Physical process-based runout modeling and hazard assessment of catastrophic debris flow using SPH incorporated with ArcGIS: A case study of the Hongchun gully

Abstract

Catastrophic debris flows frequently occur in mountainous areas after an earthquake owing to a substantially increased amount of loosened co-seismic material. Debris flows pose a serious challenge for the reconstruction of earthquake-stricken areas because of their potential reoccurrence over the course of several years after a given earthquake event. It is therefore essential to clarify the dynamics of large-scale debris flows and accurately assess the potential hazard risks. This study selected the Hongchun gully debris flow that occurred on August 14, 2010 in the areas affected by the Wenchuan earthquake in southwestern China as a typical case to analyze the formation conditions and physical processes of catastrophic debris flows.

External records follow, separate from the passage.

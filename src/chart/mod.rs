//! Chart datasets
//!
//! - **types**: `AppRecord`, `ChartMetric`, `ChartSeries`, `ChartOptions`, `ChartSpec`
//! - **builder**: records + metric + palette to a chart spec
//! - **summary**: aggregate statistics across apps
//! - **loader**: JSON/CSV record files
//! - **error**: error types
//!
//! # Example
//!
//! ```rust
//! use bankview::chart::{build_chart_spec, AppRecord, ChartMetric};
//! use bankview::palette::Palette;
//!
//! let records = vec![
//!     AppRecord::new("Bank A", 4.5, 1_000_000),
//!     AppRecord::new("Bank B", 3.8, 250_000),
//! ];
//!
//! let spec = build_chart_spec(&records, ChartMetric::Installs, &Palette::Blue);
//! assert_eq!(spec.series.labels, vec!["Bank A", "Bank B"]);
//! assert_eq!(spec.options.tooltip.render(1_000_000.0), "Installs: 1,000,000");
//! ```

pub mod builder;
pub mod error;
pub mod loader;
pub mod summary;
pub mod types;

pub use builder::{build_chart_series, build_chart_spec};
pub use error::{ChartError, ChartResult};
pub use loader::{load_records, records_from_csv, records_from_json};
pub use summary::AppSummary;
pub use types::{
    AppRecord, ChartMetric, ChartOptions, ChartSeries, ChartSpec, TooltipTemplate, ValueFormat,
    XAxisOptions, YAxisOptions,
};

The smoothed particle hydrodynamics (SPH) method was used to reconstruct the physical process of the Hongchun gully debris flow across 3D terrain. The SPH numerical results were integrated into the ArcGIS platform to perform further spatial analysis of the hazard intensity and identify the hazard risk level. The calculated accumulated hazard area agrees well with the field data. By introducing a frequency-magnitude empirical formula, a hazard assessment model of debris flows is proposed based on flow depth and momentum, and applied to predict the potential risk of the Hongchun gully debris flow under different recurrence periods. This work provides a new method for performing hazard assessments of debris flows, and also serves as a guide for reconstruction planning in earthquake-hit areas.